## WORK ORDER:
Produce a copy of every line in the records that holds the string "Parser".

## GIVEN INFORMATION:
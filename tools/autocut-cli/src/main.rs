//! AutoCut CLI: cut recordings along their subtitles.
//!
//! Usage:
//!   autocut cut <INPUT> <SUBTITLES>   Remove rejected cues from audio/video
//!   autocut preview <SUBTITLES>       Show the retimed cues without touching media
//!   autocut check                     Check encoder and host readiness

use std::path::PathBuf;

use clap::{Args, Parser, Subcommand};

use autocut_common::config::AppConfig;

mod commands;

#[derive(Parser)]
#[command(
    name = "autocut",
    about = "Subtractive audio/video cutting driven by subtitles",
    version,
    author
)]
struct Cli {
    /// Enable verbose logging
    #[arg(short, long, global = true)]
    verbose: bool,

    /// Configuration file (default: $XDG_CONFIG_HOME/autocut/config.json)
    #[arg(long, global = true)]
    config: Option<PathBuf>,

    #[command(subcommand)]
    command: Commands,
}

/// Which cues to keep.
#[derive(Args, Debug, Clone)]
pub struct SelectionArgs {
    /// Rejection list: one phrase per line
    #[arg(short, long)]
    filter: Option<PathBuf>,

    /// Also reject the built-in filler phrases
    #[arg(long)]
    default_fillers: bool,

    /// First cue to consider (1-based, inclusive)
    #[arg(long)]
    start: Option<usize>,

    /// Last cue to consider (1-based, inclusive)
    #[arg(long)]
    end: Option<usize>,
}

#[derive(Subcommand)]
enum Commands {
    /// Cut an audio or video file along its subtitles
    Cut {
        /// Audio or video file
        input: PathBuf,

        /// SRT subtitles for the input
        subtitles: PathBuf,

        /// Output file (default: <input>_cut.<format>)
        #[arg(short, long)]
        output: Option<PathBuf>,

        /// Retimed subtitle file (default: output with .srt)
        #[arg(long)]
        subtitle_output: Option<PathBuf>,

        #[command(flatten)]
        selection: SelectionArgs,

        /// Output format: mp3|m4a|wav|flac|ogg|mp4 (default: from output name, else mp3)
        #[arg(long)]
        format: Option<String>,

        /// Encoding quality: high|medium|low
        #[arg(long, default_value = "high")]
        quality: String,

        /// Cues per extraction batch (clamped to 100..=1000)
        #[arg(long)]
        batch_size: Option<usize>,

        /// Extract audio from merged segments, keeping short pauses
        #[arg(long)]
        merge_audio: bool,

        /// Write a JSON segment map next to the subtitles
        #[arg(long)]
        segment_map: bool,

        /// Print the run report as JSON
        #[arg(long)]
        json: bool,
    },

    /// Show which cues survive and their new timings
    Preview {
        /// SRT subtitles
        subtitles: PathBuf,

        #[command(flatten)]
        selection: SelectionArgs,
    },

    /// Check encoder availability and system resources
    Check {
        /// Print the report as JSON
        #[arg(long)]
        json: bool,
    },
}

fn load_config(path: Option<&PathBuf>) -> anyhow::Result<AppConfig> {
    match path {
        Some(path) => AppConfig::load_from(path)
            .map_err(|e| anyhow::anyhow!("Failed to load config {}: {e}", path.display())),
        None => Ok(AppConfig::load()),
    }
}

#[tokio::main]
async fn main() -> anyhow::Result<()> {
    let cli = Cli::parse();

    let config = load_config(cli.config.as_ref())?;
    autocut_common::logging::init_logging(&autocut_common::logging::cli_logging(
        &config.logging,
        cli.verbose,
    ));

    match cli.command {
        Commands::Cut {
            input,
            subtitles,
            output,
            subtitle_output,
            selection,
            format,
            quality,
            batch_size,
            merge_audio,
            segment_map,
            json,
        } => {
            commands::cut::run(
                config,
                commands::cut::CutArgs {
                    input,
                    subtitles,
                    output,
                    subtitle_output,
                    selection,
                    format,
                    quality,
                    batch_size,
                    merge_audio,
                    segment_map,
                    json,
                },
            )
            .await
        }
        Commands::Preview {
            subtitles,
            selection,
        } => commands::preview::run(subtitles, selection),
        Commands::Check { json } => commands::check::run(config, json).await,
    }
}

## RESULT OF THIS TASK:
use clap::{Args, Parser, Subcommand};
#[derive(Parser)]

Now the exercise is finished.